Sexuality in music videos has been evident since the 1980s.

1980s
On August 1, 1981, MTV, the first 24-hour music video channel, began broadcasting. Directed towards adolescents, it promoted societal trends through video content and advertisements. The material displayed helped the audience identify appropriate male and female roles, behaviors, and careers. In the 1980s, typical feminine stereotypes included: submissive, performed household duties and emotional. In contrast common male clichés were: dominant, professional occupations and aggressive. Young adults watched MTV mainly because it was different from other programs; they were intrigued by the combination of visuals with music and watched them as "leisure time entertainment". The Rolling Stones, AC/DC, Michael Jackson, and Guns N' Roses were  significant musicians featured on MTV. Music Television had a commanding influence on its audience and heavily affected the ways adolescents viewed their role in society.

Music videos released in the 1980s typically depicted women as alluring objects. Aligning with typical stereotypes, women were portrayed as attractive, yet submissive. Although women's talents may be acknowledged, their skill never surpassed the male's; this concept is evident in AC/DC's video for "Sink the Pink". In the video one of the main characters is a self-assured woman who is a skilled pool player. She uses her talent and sexuality as an attention-getter but is not shown as more talented than the male characters.

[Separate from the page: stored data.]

impl<H: SessionHandler> EngineCallbacks for SessionState<H> {
    fn on_begin_headers(&mut self, frame: &Frame) -> std::result::Result<(), CallbackError> {
        let id = frame.header_target();
        let category = frame.headers_category().unwrap_or_default();
        match self.streams.get_mut(&id) {
            Some(stream) => {
                if stream.is_destroying() {
                    return Err(CallbackError::StreamDestroyed(id));
                }
                stream.start_headers(category);
            }
            None => {
                self.init_stream(id, category);
            }
        }
        Ok(())
    }

    fn on_header(&mut self, frame: &Frame, name: Bytes, value: Bytes, _flags: u8) -> std::result::Result<(), CallbackError> {
        let id = frame.header_target();
        let stream = self.streams.get_mut(&id).ok_or(CallbackError::StreamNotFound(id))?;
        if stream.current_headers.capacity() == 0 {
            stream.current_headers = self.pools.header_lists.acquire();
        }
        stream.current_headers.push(HeaderField { name, value });
        Ok(())
    }

    fn on_frame_recv(&mut self, frame: &Frame) -> std::result::Result<(), CallbackError> {
        match &frame.kind {
            FrameKind::Data => self.handle_data_frame(frame),
            FrameKind::Headers { .. } | FrameKind::PushPromise { .. } => self.handle_headers_frame(frame)?,
            FrameKind::Priority(spec) => self.handle_priority_frame(frame.header.stream_id, spec),
            FrameKind::Settings => {
                if !frame.header.is_ack() {
                    self.handler.on_settings();
                }
            }
            FrameKind::Other => {}
        }
        Ok(())
    }

    fn on_stream_close(&mut self, stream_id: StreamId, code: u32) -> std::result::Result<(), CallbackError> {
        let Some(stream) = self.streams.get_mut(&stream_id) else {
            tracing::trace!("stream {}: close for unknown stream ignored", stream_id);
            return Ok(());
        };
        stream.close(code);
        tracing::debug!("stream {}: closed with code {}", stream_id, code);
        self.handler.on_stream_close(stream, code);
        self.destroy_stream(stream_id);
        Ok(())
    }

    fn on_data_chunk_recv(&mut self, _flags: u8, stream_id: StreamId, data: &[u8]) -> std::result::Result<(), CallbackError> {
        let Some(stream) = self.streams.get_mut(&stream_id) else {
            tracing::trace!("stream {}: {} bytes for unknown stream dropped", stream_id, data.len());
            return Ok(());
        };
        let mut chunk = self.pools.chunks.acquire();
        chunk.fill(data);
        stream.data_chunks.push(chunk);
        Ok(())
    }

    fn on_select_padding(&mut self, frame: &Frame, max_payload_len: usize) -> usize {
        let frame_len = frame.header.length;
        match self.padding {
            PaddingStrategy::None => frame_len,
            PaddingStrategy::Callback => {
                let padding = self.handler.get_padding(frame_len, max_payload_len);
                frame_len.saturating_add(padding).min(max_payload_len)
            }
        }
    }

    fn on_data_source_read(&mut self, stream_id: StreamId, buf: &mut [u8]) -> std::result::Result<DataRead, CallbackError> {
        let stream = self
            .streams
            .get_mut(&stream_id)
            .ok_or(CallbackError::StreamNotFound(stream_id))?;
        if stream.is_destroying() {
            return Err(CallbackError::StreamDestroyed(stream_id));
        }

        let len = stream.drain_writes(buf);
        let pending = stream.queued_writes() > 0;
        if pending || stream.is_writable() {
            if len == 0 && !pending {
                tracing::trace!("stream {}: nothing queued, deferring", stream_id);
                return Ok(DataRead::Deferred);
            }
            return Ok(DataRead::Data {
                len,
                eof: false,
                trailers: None,
            });
        }

        // Shut and fully drained: end of data, reported once. A later pull
        // parks the source so no second END_STREAM is produced.
        if stream.flags & stream_flags::EOF != 0 {
            tracing::trace!("stream {}: end of data already reported", stream_id);
            return Ok(DataRead::Deferred);
        }
        stream.flags |= stream_flags::EOF;
        let fields = self.handler.on_trailers(stream);
        let trailers = (!fields.is_empty()).then_some(fields);
        tracing::trace!("stream {}: end of data after {} bytes", stream_id, len);
        Ok(DataRead::Data {
            len,
            eof: true,
            trailers,
        })
    }
}
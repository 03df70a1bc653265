//! Session configuration.

use crate::pool::FREELIST_MAX;

/// Send buffer size requested from the transport for each flush segment.
pub const SEND_BUFFER_RECOMMENDED_SIZE: usize = 4096;

/// How frame padding is chosen for outgoing DATA and HEADERS frames.
#[derive(Debug, Clone, Copy, PartialEq, Eq, Default)]
pub enum PaddingStrategy {
    /// The engine pads nothing and the padding callback is not installed.
    #[default]
    None,
    /// Ask [`SessionHandler::get_padding`](crate::SessionHandler::get_padding)
    /// for every frame.
    Callback,
}

/// Tunables for a [`Session`](crate::Session).
#[derive(Debug, Clone, PartialEq, Eq)]
pub struct SessionConfig {
    pub padding: PaddingStrategy,
    /// Size of each buffer requested from the transport during a flush.
    pub send_buffer_size: usize,
    /// Maximum number of recycled objects each pool retains.
    pub pool_capacity: usize,
}

impl Default for SessionConfig {
    fn default() -> Self {
        Self {
            padding: PaddingStrategy::None,
            send_buffer_size: SEND_BUFFER_RECOMMENDED_SIZE,
            pool_capacity: FREELIST_MAX,
        }
    }
}

impl SessionConfig {
    pub fn with_padding(mut self, padding: PaddingStrategy) -> Self {
        self.padding = padding;
        self
    }

    pub fn with_send_buffer_size(mut self, size: usize) -> Self {
        self.send_buffer_size = size;
        self
    }

    pub fn with_pool_capacity(mut self, capacity: usize) -> Self {
        self.pool_capacity = capacity;
        self
    }
}
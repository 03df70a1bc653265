//! Bounded free lists for objects that churn with stream traffic.
//!
//! Streams, inbound data chunks and header lists are created and dropped far
//! more often than connections. A pool keeps up to `capacity` released
//! instances around for reuse and drops the rest, so memory stays bounded
//! while the hot path avoids reallocating.

/// Default number of instances each pool retains.
pub const FREELIST_MAX: usize = 1024;

/// Clears an instance before it is parked in a pool.
pub trait Recycle {
    fn recycle(&mut self);
}

impl<T> Recycle for Vec<T> {
    fn recycle(&mut self) {
        self.clear();
    }
}

impl<T: Recycle + ?Sized> Recycle for Box<T> {
    fn recycle(&mut self) {
        (**self).recycle();
    }
}

#[derive(Debug)]
pub struct Pool<T> {
    free: Vec<T>,
    capacity: usize,
}

impl<T: Default + Recycle> Pool<T> {
    pub fn new(capacity: usize) -> Self {
        Self {
            free: Vec::new(),
            capacity,
        }
    }

    /// Take a recycled instance, or allocate a fresh one if none is parked.
    pub fn acquire(&mut self) -> T {
        self.free.pop().unwrap_or_default()
    }

    /// Return an instance. It is recycled and kept if there is room,
    /// dropped otherwise.
    pub fn release(&mut self, mut item: T) {
        if self.free.len() < self.capacity {
            item.recycle();
            self.free.push(item);
        }
    }

    /// Number of parked instances
    pub fn len(&self) -> usize {
        self.free.len()
    }

    pub fn is_empty(&self) -> bool {
        self.free.is_empty()
    }

    pub fn capacity(&self) -> usize {
        self.capacity
    }
}

impl<T: Default + Recycle> Default for Pool<T> {
    fn default() -> Self {
        Self::new(FREELIST_MAX)
    }
}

In a 1987 study, thirty hours of MTV content was analyzed. The results suggested: 57% of music videos displayed women being objectified, 17% showed women's talents being accounted for yet her sexual role was highlighted, 14% did not align with typical stereotypes and 12% acknowledged women's independence. In addition to these results, touching was displayed in over 50% of music videos and women were often seen in seductive clothing.

1990s
Music remained an essential part of the cultural evolution of the 1990s. The music scene transitioned into a darker and more provocative sound with the rise of the genres of alternative, hip-hop and R&B. Popular music videos of the time came from artists such as Nirvana, Notorious B.I.G., Aaliyah, Weezer, Michael Jackson, and Radiohead. While the acclaimed artists and genres of the time differed from the previous decade, the visual depictions of this music and how they were delivered to the public remained the same. MTV continued to be socially relevant. Airing music videos continued youth culture's exposure to varied visual experiences. As music videos grew in popularity and cultural prominence, researchers began to look at the link between gender identities and mass media platforms. Several studies have been conducted regarding gender portrayals in music videos of the 1990s.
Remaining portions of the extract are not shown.